Is it possible to combine covariates in a regression model? I'm not a statistician, so my question might have a trivial answer.
Let's say I want to calculate a logistic regression model, with 4-5 covariates. If I understand correctly, inclusion of covariates decrease the power of the model / require larger sample size.
So I thought that a possible solution would be to combine all covariates to one variable, for example to calculate a Z score for each variable, and then calculate a variable that is the distance of each combined variable (i.e. sqrt(x1^2 + x2^2 + ...) ). Of course then I will lose any information regarding the influence of each covariate to the model, but let's say I'm not interested in this information ... Is it correct to use such method? Has it been previously used?
 A: 
Of course then I will lose any information regarding the influence of each covariate to the model, but let's say I'm not interested in this information

You're saying additional samples decrease power, but if you aren't interested in interpretation then why are you interested in ameliorating this problem?  Additionally, your function is not one to one. This means there exist two points in your transform's domain which map to the same point in the image. Imagine there is a genuine relationship between predictors (say x1 increase the risk of outcome and x2 decreases the risk).  Your transform completely destroy information in the data because  (1,0) gets the same transformed value as (0,1) and the model can no longer detect the relationships.
In any case, what it appears you're doing is combining data to make a composite score of sorts.  Things like this are typically done via PCA which has the added benefit of giving you the composite score with maximum variance.
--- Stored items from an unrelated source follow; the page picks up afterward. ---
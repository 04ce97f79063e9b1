//! Notification Delivery
//!
//! The `notify` push callback the dispatcher invokes for every matched
//! transaction, the Markdown message rendering, and a Telegram Bot API
//! implementation that delivers to the subscriber's private chat.

use std::time::Duration;

use alloy::primitives::U256;
use async_trait::async_trait;
use serde::Serialize;
use thiserror::Error;
use tracing::debug;

use crate::matcher::{canonical_address, Direction, MatchedTransaction};
use crate::store::SubscriberId;

/// Telegram Bot API base URL
pub const TELEGRAM_API_URL: &str = "https://api.telegram.org";

/// Native token symbol shown in messages
pub const DEFAULT_SYMBOL: &str = "PHRS";

/// Block explorer base URL
pub const DEFAULT_EXPLORER_URL: &str = "https://pharos-testnet.socialscan.io";

const REQUEST_TIMEOUT: Duration = Duration::from_secs(15);

/// Decimals of the chain's native token
const NATIVE_DECIMALS: u32 = 18;

/// Decimals shown in messages
const DISPLAY_DECIMALS: u32 = 6;

/// Errors that can occur while delivering a notification
#[derive(Error, Debug)]
pub enum NotifyError {
    #[error("HTTP error: {0}")]
    Http(#[from] reqwest::Error),

    #[error("Delivery rejected with status {status}: {body}")]
    Rejected { status: u16, body: String },
}

/// Push callback invoked once per matched, not yet delivered transaction
#[cfg_attr(test, mockall::automock)]
#[async_trait]
pub trait Notifier: Send + Sync {
    async fn notify(
        &self,
        subscriber: SubscriberId,
        matched: &MatchedTransaction,
    ) -> Result<(), NotifyError>;
}

/// Format a base-unit amount in whole native units with six decimals,
/// rounding half up
///
/// # Example
/// 1.5 ether in wei renders as `"1.500000"`.
pub fn format_native_value(value: U256) -> String {
    let step = U256::from(10u64).pow(U256::from(NATIVE_DECIMALS - DISPLAY_DECIMALS));
    let scale = U256::from(10u64).pow(U256::from(DISPLAY_DECIMALS));

    let half = step / U256::from(2u64);
    let units = value.saturating_add(half) / step;

    format!("{}.{:0>6}", units / scale, (units % scale).to_string())
}

/// Escape the entities of Telegram's legacy Markdown so `text` renders
/// literally
pub fn escape_markdown(text: &str) -> String {
    let mut escaped = String::with_capacity(text.len());
    for c in text.chars() {
        if matches!(c, '_' | '*' | '`' | '[') {
            escaped.push('\\');
        }
        escaped.push(c);
    }
    escaped
}

/// Message rendering settings
#[derive(Debug, Clone, PartialEq, Eq)]
pub struct MessageFormat {
    /// Native token symbol, e.g. `PHRS`
    pub symbol: String,
    /// Explorer base URL without trailing slash
    pub explorer_url: String,
}

impl Default for MessageFormat {
    fn default() -> Self {
        Self::new(DEFAULT_SYMBOL, DEFAULT_EXPLORER_URL)
    }
}

impl MessageFormat {
    pub fn new(symbol: impl Into<String>, explorer_url: impl Into<String>) -> Self {
        Self {
            symbol: symbol.into(),
            explorer_url: explorer_url.into().trim_end_matches('/').to_string(),
        }
    }

    /// Explorer page of a transaction
    pub fn tx_link(&self, matched: &MatchedTransaction) -> String {
        format!("{}/tx/{:#x}", self.explorer_url, matched.hash)
    }

    /// Explorer page of an address
    pub fn address_link(&self, address: &alloy::primitives::Address) -> String {
        format!("{}/address/{}", self.explorer_url, canonical_address(address))
    }

    /// Render the Markdown notification text for a match
    pub fn render(&self, matched: &MatchedTransaction) -> String {
        let (marker, label) = match matched.direction {
            Direction::Outgoing => ("📤", "Outgoing"),
            Direction::Incoming => ("📥", "Incoming"),
        };
        let to = matched
            .to
            .map(|to| format!("`{}`", canonical_address(&to)))
            .unwrap_or_else(|| "contract creation".to_string());

        format!(
            "{marker} *{label} transaction detected!*\n\n\
             💰 *Amount:* {value} {symbol}\n\
             📤 *From:* `{from}`\n\
             📥 *To:* {to}\n\
             🧱 *Block:* {block}\n\
             ⛽ *Gas:* {gas}\n\n\
             🔗 [View on explorer]({link})",
            value = format_native_value(matched.value),
            symbol = escape_markdown(&self.symbol),
            from = canonical_address(&matched.from),
            block = matched.block_number,
            gas = matched.gas,
            link = self.tx_link(matched),
        )
    }
}

#[derive(Serialize)]
struct SendMessageRequest<'a> {
    chat_id: SubscriberId,
    text: &'a str,
    parse_mode: &'static str,
    disable_web_page_preview: bool,
}

/// [`Notifier`] sending to the subscriber's private chat via the Telegram
/// Bot API. The subscriber id is the chat id.
pub struct TelegramNotifier {
    client: reqwest::Client,
    api_url: String,
    token: String,
    format: MessageFormat,
}

impl TelegramNotifier {
    /// Create a notifier against the public Telegram API
    pub fn new(token: impl Into<String>, format: MessageFormat) -> Result<Self, NotifyError> {
        Self::with_api_url(TELEGRAM_API_URL, token, format)
    }

    /// Create a notifier against a custom API base URL
    pub fn with_api_url(
        api_url: impl Into<String>,
        token: impl Into<String>,
        format: MessageFormat,
    ) -> Result<Self, NotifyError> {
        let client = reqwest::Client::builder().timeout(REQUEST_TIMEOUT).build()?;
        Ok(Self {
            client,
            api_url: api_url.into().trim_end_matches('/').to_string(),
            token: token.into(),
            format,
        })
    }

    pub fn format(&self) -> &MessageFormat {
        &self.format
    }

    /// Send a Markdown message to `chat_id`
    pub async fn send_message(&self, chat_id: SubscriberId, text: &str) -> Result<(), NotifyError> {
        let url = format!("{}/bot{}/sendMessage", self.api_url, self.token);
        let request = SendMessageRequest {
            chat_id,
            text,
            parse_mode: "Markdown",
            disable_web_page_preview: true,
        };

        let response = self.client.post(&url).json(&request).send().await?;

        let status = response.status();
        if !status.is_success() {
            let body = response.text().await.unwrap_or_default();
            return Err(NotifyError::Rejected {
                status: status.as_u16(),
                body,
            });
        }

        debug!(chat_id, "message sent");
        Ok(())
    }
}

#[async_trait]
impl Notifier for TelegramNotifier {
    async fn notify(
        &self,
        subscriber: SubscriberId,
        matched: &MatchedTransaction,
    ) -> Result<(), NotifyError> {
        let text = self.format.render(matched);
        self.send_message(subscriber, &text).await
    }
}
If you insist on dimensionality reduction techniques, I would start there.
A: You are correct in general that "inclusion of covariates decreases the power of the model/requires larger sample size." Balancing the size of a data sample against the number of predictors and how best to include them in a model is part of the art of statistical analysis.
Combining predictors based on solid knowledge of the subject matter can be a good choice. You can see that in action in Chapter 14 of Frank Harrell's course notes, where several different types of blood pressure measurements are combined into one predictor, and electrocardiography results are combined with cardiovascular disease history for another, in a Cox proportional-hazards regression.
Your particular method certainly loses a lot of information, as comments and another answer note, and wouldn't be a wise choice in general. You might nevertheless consider principal-components regression (PCR) to be (distantly) related to your proposed approach, at least insofar as it similarly starts with standardizing all predictors to zero mean and unit standard deviation to put them in comparable scales. PCR reduces the dimension of the predictor space to something less than the number of original predictors by selecting linear combinations of predictors that contribute the most to overall variance.
The related method of ridge regression, which differentially penalizes the magnitudes of the coefficients of the predictors to achieve an effective reduction in the number of predictors, would probably be a good choice for a situation of this scale. The usual rule of thumb for an unpenalized logistic regression is to have about 15 cases in the minority class per predictor. So if you have 5 predictors of interest and fewer than 75 minority-class cases, ridge regression could provide a model that uses all of the available information in a principled way that avoids overfitting of your particular data sample.
In response to elaboration of OP
A later comment on the question indicates that the interest is in controlling for multiple covariates while evaluating the role of one primary independent variable. This paper illustrates use of ridge regression restricted to the potentially confounding covariates, and this post discusses several approaches including one close to that proposed in this question.